IRS Temporarily Makes It Easier to Amend Safe Harbor Plans in 2020

IRS Temporarily Makes It Easier to Amend Safe Harbor Plans in 2020

In order to reduce expenses during the COVID-19 pandemic, plan sponsors have expressed an interest in reducing or eliminating safe harbor contributions under their 401(k) plans. The circumstances permitting such amendments are limited, but guidance in IRS Notice 2020-52 temporarily modifies prior IRS guidance (See: IRS Notice 2016-16) to make it easier to amend a safe-harbor 401(k) plan mid-year.

A safe harbor 401(k) plan design eliminates the need to perform certain non-discrimination tests and permits highly compensated employees to contribute the maximum amount permitted by the Tax Code’s annual limitations. A safe harbor contribution takes the form of either a matching contribution or a nonelective contribution.

In order to eliminate or reduce a safe harbor contribution mid-year under IRS Notice 2016-16, the annual safe harbor notice (required to be provided to eligible employees within a “reasonable” time before the beginning of each plan year[1]) must contain the plan sponsor’s reservation of the right to amend the plan during the plan year. If the safe harbor notice does not contain this language, then a mid-year amendment to safe harbor 401(k) plans is permitted only if the plan sponsor is operating at an economic loss. IRS Notice 2016-16 also requires notice to participants at least 30 days in advance of the effective date of the amendment.

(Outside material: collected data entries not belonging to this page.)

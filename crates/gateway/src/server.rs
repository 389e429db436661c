//! Router assembly and shared application state (§4.3, §6). Grounded on the
//! teacher's `server.rs`: a cloneable `AppState`, a fixed-origin CORS layer,
//! and a middleware stack applied once over the whole router.

use std::path::PathBuf;
use std::sync::Arc;

use axum::http::HeaderValue;
use axum::routing::{get, post};
use axum::Router;
use secrecy::Secret;
use tokio::sync::Mutex;
use tower_http::cors::CorsLayer;
use tower_http::limit::RequestBodyLimitLayer;
use tower_http::trace::TraceLayer;
use ttsrelay_bus::EventBus;
use ttsrelay_chat::SecretCache;
use ttsrelay_events::{PlatformApi, ProcessedMessageWindow, RedemptionPendingCache, SessionRegistry};
use ttsrelay_protocol::ADMIN_BODY_LIMIT_BYTES;
use ttsrelay_store::{CachedChannelStore, SqliteManagedChannelsStore};

use crate::fanout::FanOutRegistry;
use crate::rate_limit::RequestThrottle;

#[derive(Clone)]
pub struct AppState {
    pub channels: Arc<CachedChannelStore>,
    pub managed_channels: Arc<SqliteManagedChannelsStore>,
    pub fanout: FanOutRegistry,
    pub request_throttle: RequestThrottle,
    pub admin_secret: Secret<String>,
    pub behind_proxy: bool,
    pub static_root: Option<PathBuf>,
    pub bus: Arc<dyn EventBus>,
    pub platform_api: Arc<dyn PlatformApi>,
    pub webhook_secret: Secret<String>,
    pub processed_messages: Arc<Mutex<ProcessedMessageWindow>>,
    pub redemption_cache: Arc<Mutex<RedemptionPendingCache>>,
    pub broadcaster_tokens: Arc<Mutex<SecretCache>>,
    /// Shared with the chat ingress (§3): the webhook path updates it from
    /// `channel.shared_chat.*` notifications, the chat pipeline reads it to
    /// attach a shared-session ref to outgoing work items.
    pub session_registry: Arc<Mutex<SessionRegistry>>,
}

pub fn build_router(state: AppState, cors_origin: &str) -> Router {
    let cors = CorsLayer::new()
        .allow_origin(
            cors_origin
                .parse::<HeaderValue>()
                .unwrap_or_else(|_| HeaderValue::from_static("null")),
        )
        .allow_methods(tower_http::cors::Any)
        .allow_headers(tower_http::cors::Any);

    let admin_routes = Router::new()
        .route("/api/voices", get(crate::admin_api::get_voices))
        .route(
            "/api/channel/{login}/tts/settings",
            get(crate::admin_api::get_settings).put(crate::admin_api::put_settings),
        )
        .route(
            "/api/channel/{login}/tts/ignore",
            axum::routing::post(crate::admin_api::post_ignore).delete(crate::admin_api::delete_ignore),
        )
        .route(
            "/api/channel/{login}/overlay-token",
            axum::routing::post(crate::admin_api::post_overlay_token),
        )
        .layer(axum::middleware::from_fn_with_state(state.clone(), crate::rate_limit::throttle_gate));

    Router::new()
        .route("/health", get(health_handler))
        .route("/ws/overlay", get(crate::ws_handler::overlay_ws_handler))
        .route("/twitch/event", post(crate::webhook_handler::twitch_event))
        .route("/favicon.ico", get(crate::static_files::icon_204))
        .route("/apple-touch-icon.png", get(crate::static_files::icon_204))
        .route("/assets/{*path}", get(crate::static_files::asset_handler))
        .merge(admin_routes)
        .layer(RequestBodyLimitLayer::new(ADMIN_BODY_LIMIT_BYTES))
        .layer(TraceLayer::new_for_http())
        .layer(cors)
        .with_state(state)
}

async fn health_handler() -> &'static str {
    "ok"
}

IRS Notice 2020-52 permits the adoption of a mid-year amendment to a safe harbor plan in 2020 if the amendment is adopted between March 13, 2020 and August 31, 2020 and no later than the amendment’s effective date. Plans with safe harbor nonelective contributions do not have to provide participants with the 30-day advance notice so long as notice of the amendment is provided no later than August 31, 2020. To give participants sufficient time to continue, change or discontinue their elective contributions, the 30-day advance notice to participants is still required for plans with safe harbor matching contributions.

Eliminating either form of safe harbor contribution requires the plan to satisfy the applicable non-discrimination rules for 2020 and those non-discrimination provisions must be contained in the plan document.

After this window of opportunity ends, the rules in IRS Notice 2016-16 will, once again, apply. We would recommend that future safe harbor notices for plans with safe harbor matching contributions contain a reservation of the right of the plan sponsor to make mid-year amendments.  


  1. (Safe harbor notices for plans with safe harbor nonelective contributions were eliminated by the SECURE Act).